Lorenzato was a decorator, painter and plasterer before he could work full time as an artist. This allowed him to develop a level of familiarity and fluency with his materials that was later translated into the innovative way he created paintings that were marked by effects produced by masses of vibrant colors, making grooves on the surface with a comb. In other words, Lorenzato was, above all, an artist dedicated to the craft of painting, both in terms of its making and composition, as well as its chromatism and issues inherent to the pictorial field. In turn, Faria belongs to a lineage of conceptual artists who favor the articulation of ideas over manual making. His works primarily draw on the juxtaposition of existing materials removed from different contexts that create a semantic field that is constituted through the re-contextualization of historical, aesthetic or social meanings typically associated with these “found materials”.

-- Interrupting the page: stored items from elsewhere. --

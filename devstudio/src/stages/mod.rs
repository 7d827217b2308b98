//! Stage trait and implementations.
//!
//! Stages are the units of work the studio pipeline runs in a fixed order:
//! [`DesignStage`], [`InfrastructureStage`] and [`CodeGenerationStage`].
//! A stage reads a snapshot of the run context and returns a
//! [`StageResult`]; it never writes to the context itself.

mod codegen;
mod design;
mod infrastructure;

pub use codegen::{CodeGenerationStage, GENERATED_FILE, GENERATION_CONFIRMATION};
pub use design::{DesignStage, TechnicalRequirements};
pub use infrastructure::{
    DatabasePlan, HostingConfiguration, HostingPlan, InfrastructurePlan, InfrastructureStage,
    INFRASTRUCTURE_APPROVAL_MESSAGE,
};

use crate::context::StageContext;
use crate::core::{StageKind, StageResult};
use async_trait::async_trait;
use std::fmt::Debug;
use std::future::Future;

/// Trait for pipeline stages.
///
/// Implementations fold every internal error into
/// [`StageResult::Failure`]; nothing escapes `execute`.
#[async_trait]
pub trait Stage: Send + Sync + Debug {
    /// Returns the name of the stage.
    fn name(&self) -> &str;

    /// Returns the pipeline slot this stage fills.
    fn kind(&self) -> StageKind;

    /// Executes the stage against a read-only context snapshot.
    async fn execute(&self, ctx: &StageContext) -> StageResult;
}

/// A stage backed by an async closure.
pub struct FnStage<F, Fut>
where
    F: Fn(StageContext) -> Fut + Send + Sync,
    Fut: Future<Output = StageResult> + Send,
{
    name: String,
    kind: StageKind,
    func: F,
    _phantom: std::marker::PhantomData<fn() -> Fut>,
}

impl<F, Fut> FnStage<F, Fut>
where
    F: Fn(StageContext) -> Fut + Send + Sync,
    Fut: Future<Output = StageResult> + Send,
{
    /// Creates a new function-based stage named after its kind.
    pub fn new(kind: StageKind, func: F) -> Self {
        Self {
            name: kind.to_string(),
            kind,
            func,
            _phantom: std::marker::PhantomData,
        }
    }

    /// Overrides the stage name.
    #[must_use]
    pub fn named(mut self, name: impl Into<String>) -> Self {
        self.name = name.into();
        self
    }
}

impl<F, Fut> Debug for FnStage<F, Fut>
where
    F: Fn(StageContext) -> Fut + Send + Sync,
    Fut: Future<Output = StageResult> + Send,
{
    fn fmt(&self, f: &mut std::fmt::Formatter<'_>) -> std::fmt::Result {
        f.debug_struct("FnStage")
            .field("name", &self.name)
            .field("kind", &self.kind)
            .finish()
    }
}

#[async_trait]
impl<F, Fut> Stage for FnStage<F, Fut>
where
    F: Fn(StageContext) -> Fut + Send + Sync,
    Fut: Future<Output = StageResult> + Send,
{
    fn name(&self) -> &str {
        &self.name
    }

    fn kind(&self) -> StageKind {
        self.kind
    }

    async fn execute(&self, ctx: &StageContext) -> StageResult {
        (self.func)(ctx.clone()).await
    }
}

In Horizontes, as well as the direct dialogues with Lorenzato, Faria also exhibits other works from Lembrança de paisagem, that is, pennants from other Brazilian cities such as Brasília, Rio de Janeiro, Salvador and São Paulo. In that sense, when considering the exhibition as a whole, to what extent should we understand the presence of Lorenzato as part of his methodology of appropriating found materials? Despite all the differences between the two artists’ practices, could there be some coincidences?

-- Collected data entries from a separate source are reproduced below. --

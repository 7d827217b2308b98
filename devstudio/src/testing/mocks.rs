//! Test doubles for the studio collaborators.

use async_trait::async_trait;
use parking_lot::Mutex;
use std::collections::VecDeque;
use std::sync::Arc;
use std::time::Duration;

use crate::approval::{ApprovalDecision, ApprovalNotifier, ApprovalRequest, NotifierError};
use crate::context::StageContext;
use crate::core::{StageKind, StageResult};
use crate::ideas::{GenerationError, IdeaGenerator};
use crate::stages::Stage;

/// An idea generator that replays scripted responses.
///
/// Responses are consumed in order; once the script runs out the last
/// response is repeated.
#[derive(Debug)]
pub struct StubIdeaGenerator {
    script: Mutex<VecDeque<Result<String, GenerationError>>>,
    last: Mutex<Option<Result<String, GenerationError>>>,
    prompts: Mutex<Vec<String>>,
}

impl StubIdeaGenerator {
    /// Creates a generator that always answers with `response`.
    #[must_use]
    pub fn always(response: impl Into<String>) -> Self {
        Self::scripted(vec![Ok(response.into())])
    }

    /// Creates a generator that always fails with `error`.
    #[must_use]
    pub fn failing(error: GenerationError) -> Self {
        Self::scripted(vec![Err(error)])
    }

    /// Creates a generator that replays `script`.
    #[must_use]
    pub fn scripted(script: Vec<Result<String, GenerationError>>) -> Self {
        Self {
            script: Mutex::new(script.into()),
            last: Mutex::new(None),
            prompts: Mutex::new(Vec::new()),
        }
    }

    /// Returns the number of calls made.
    #[must_use]
    pub fn call_count(&self) -> usize {
        self.prompts.lock().len()
    }

    /// Returns every prompt received.
    #[must_use]
    pub fn prompts(&self) -> Vec<String> {
        self.prompts.lock().clone()
    }
}

#[async_trait]
impl IdeaGenerator for StubIdeaGenerator {
    async fn generate(&self, prompt: &str) -> Result<String, GenerationError> {
        self.prompts.lock().push(prompt.to_string());

        let next = self.script.lock().pop_front();
        let mut last = self.last.lock();
        if let Some(response) = next {
            *last = Some(response);
        }
        last.clone().unwrap_or(Err(GenerationError::EmptyResponse))
    }
}

/// Wraps a stage, counting calls and recording the context each call saw.
#[derive(Debug)]
pub struct CountingStage {
    inner: Arc<dyn Stage>,
    seen: Mutex<Vec<crate::context::Context>>,
}

impl CountingStage {
    /// Wraps `inner`.
    #[must_use]
    pub fn new(inner: Arc<dyn Stage>) -> Self {
        Self {
            inner,
            seen: Mutex::new(Vec::new()),
        }
    }

    /// Returns the number of times the stage was executed.
    #[must_use]
    pub fn call_count(&self) -> usize {
        self.seen.lock().len()
    }

    /// Returns the context snapshot of each execution.
    #[must_use]
    pub fn seen_contexts(&self) -> Vec<crate::context::Context> {
        self.seen.lock().clone()
    }
}

#[async_trait]
impl Stage for CountingStage {
    fn name(&self) -> &str {
        self.inner.name()
    }

    fn kind(&self) -> StageKind {
        self.inner.kind()
    }

    async fn execute(&self, ctx: &StageContext) -> StageResult {
        self.seen.lock().push(ctx.inputs().clone());
        self.inner.execute(ctx).await
    }
}

/// An approval notifier that answers with scripted decisions.
///
/// With no decisions left it keeps approving. An optional delay is applied
/// before every answer.
#[derive(Debug, Default)]
pub struct ScriptedNotifier {
    decisions: Mutex<VecDeque<Result<ApprovalDecision, NotifierError>>>,
    delay: Option<Duration>,
    requests: Mutex<Vec<ApprovalRequest>>,
}

impl ScriptedNotifier {
    /// Creates a notifier that approves everything.
    #[must_use]
    pub fn approving() -> Self {
        Self::default()
    }

    /// Creates a notifier that rejects the first request.
    #[must_use]
    pub fn rejecting(reason: Option<&str>) -> Self {
        Self::default().then(Ok(ApprovalDecision::rejected(reason.map(str::to_string))))
    }

    /// Queues an answer.
    #[must_use]
    pub fn then(self, answer: Result<ApprovalDecision, NotifierError>) -> Self {
        self.decisions.lock().push_back(answer);
        self
    }

    /// Delays every answer.
    #[must_use]
    pub fn with_delay(mut self, delay: Duration) -> Self {
        self.delay = Some(delay);
        self
    }

    /// Returns every request received.
    #[must_use]
    pub fn requests(&self) -> Vec<ApprovalRequest> {
        self.requests.lock().clone()
    }
}

#[async_trait]
impl ApprovalNotifier for ScriptedNotifier {
    async fn request_decision(
        &self,
        request: &ApprovalRequest,
    ) -> Result<ApprovalDecision, NotifierError> {
        self.requests.lock().push(request.clone());
        if let Some(delay) = self.delay {
            tokio::time::sleep(delay).await;
        }
        self.decisions
            .lock()
            .pop_front()
            .unwrap_or(Ok(ApprovalDecision::Approved))
    }
}
//! Subscriber installation for binaries and examples.

use tracing_subscriber::{fmt, prelude::*, EnvFilter};

use crate::errors::StudioError;

/// Filter used when `RUST_LOG` is not set.
pub const DEFAULT_LOG_DIRECTIVE: &str = "devstudio=info";

/// Output format of the log layer.
#[derive(Debug, Clone, Copy, PartialEq, Eq, Default)]
pub enum LogFormat {
    /// Human-readable lines.
    #[default]
    Pretty,
    /// One JSON object per event.
    Json,
}

/// Installs the global subscriber.
///
/// `RUST_LOG` takes precedence over `default_directive`. Logs go to stderr so
/// that stdout stays free for command output.
///
/// # Errors
///
/// Returns `Config` if the directive is invalid or a global subscriber is
/// already installed.
pub fn init_tracing(format: LogFormat, default_directive: &str) -> Result<(), StudioError> {
    let filter = match std::env::var(EnvFilter::DEFAULT_ENV) {
        Ok(directives) if !directives.trim().is_empty() => EnvFilter::try_new(directives),
        _ => EnvFilter::try_new(default_directive),
    }
    .map_err(|e| StudioError::Config(format!("invalid log filter: {e}")))?;

    let registry = tracing_subscriber::registry().with(filter);
    let installed = match format {
        LogFormat::Pretty => registry
            .with(fmt::layer().with_target(false).with_writer(std::io::stderr))
            .try_init(),
        LogFormat::Json => registry
            .with(
                fmt::layer()
                    .json()
                    .flatten_event(true)
                    .with_current_span(true)
                    .with_writer(std::io::stderr),
            )
            .try_init(),
    };
    installed.map_err(|e| StudioError::Config(format!("tracing already initialised: {e}")))
}
//! Testing utilities for studio pipelines.
//!
//! This module provides:
//! - Scripted idea generators and approval notifiers
//! - A counting stage wrapper
//! - Fixtures and a ready-made pipeline harness
//! - Assertions over outputs and context growth

mod assertions;
mod fixtures;
mod mocks;

pub use assertions::{assert_append_only, assert_complete, assert_failed_at, assert_run_extends};
pub use fixtures::{fast_retry, todo_request, StudioHarness, THREE_FEATURE_RESPONSE};
pub use mocks::{CountingStage, ScriptedNotifier, StubIdeaGenerator};
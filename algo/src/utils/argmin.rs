/*
 * SPDX-FileCopyrightText: 2025 The webrank developers
 *
 * SPDX-License-Identifier: Apache-2.0 OR LGPL-2.1-or-later
 */

/// Returns the index of the minimum value in an iterator of floats, or
/// [`None`] if the iterator is empty.
///
/// Values are compared using [`f64::total_cmp`], so NaNs never make the
/// comparison fail (positive NaNs are larger than every number). If the
/// minimum appears several times, this method returns the position of the
/// first instance.
///
/// # Examples
///
/// ```
/// # use webrank_algo::utils::math::argmin;
/// let v = vec![4.0, 3.0, 1.0, 0.0, 5.0, 0.0];
/// let index = argmin(v);
/// assert_eq!(index, Some(3));
/// ```
pub fn argmin<I: IntoIterator<Item = f64>>(iter: I) -> Option<usize> {
    iter.into_iter()
        .enumerate()
        .min_by(|(_, a), (_, b)| a.total_cmp(b))
        .map(|(idx, _)| idx)
}

/// Returns the index of the minimum value of `key` over the elements of an
/// iterator, or [`None`] if the iterator is empty.
///
/// # Examples
///
/// ```
/// # use webrank_algo::utils::math::argmin_by_key;
/// let v = vec![-4.0_f64, 3.0, -1.5, 2.0];
/// let index = argmin_by_key(&v, |x| x.abs());
/// assert_eq!(index, Some(2));
/// ```
pub fn argmin_by_key<I: IntoIterator>(
    iter: I,
    mut key: impl FnMut(&I::Item) -> f64,
) -> Option<usize> {
    iter.into_iter()
        .enumerate()
        .map(|(idx, x)| (idx, key(&x)))
        .min_by(|(_, a), (_, b)| a.total_cmp(b))
        .map(|(idx, _)| idx)
}

#[cfg(test)]
mod tests {
    use super::*;

    #[test]
    fn test_argmin_empty() {
        assert_eq!(argmin(Vec::<f64>::new()), None);
    }

    #[test]
    fn test_argmin_nan() {
        assert_eq!(argmin([f64::NAN, 2.0, 1.0]), Some(2));
    }
}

One of the aspects that caught Bruno Faria’s attention when he started collecting the pennants was their artisanal quality: far from being reproduced on a large scale, the souvenirs were produced in small serigraphy workshops, and the printed images were created by anonymous authors who made all the aesthetic decisions related to the process. In this sense, despite their modern visuality, they are the product of a pre-industrial technology. Similarly, the work of Lorenzato also lies in a sort of intermediary zone between tradition and avant-garde (however, this is in no way a judgment of value on its inventiveness and potency). Here, it is interesting to note how their practices are both attracted and repelled by each other. Ultimately, by contrasting the idealized images printed on the objects and the images interiorized in the paintings, Faria juxtaposes distinct visions of the same world.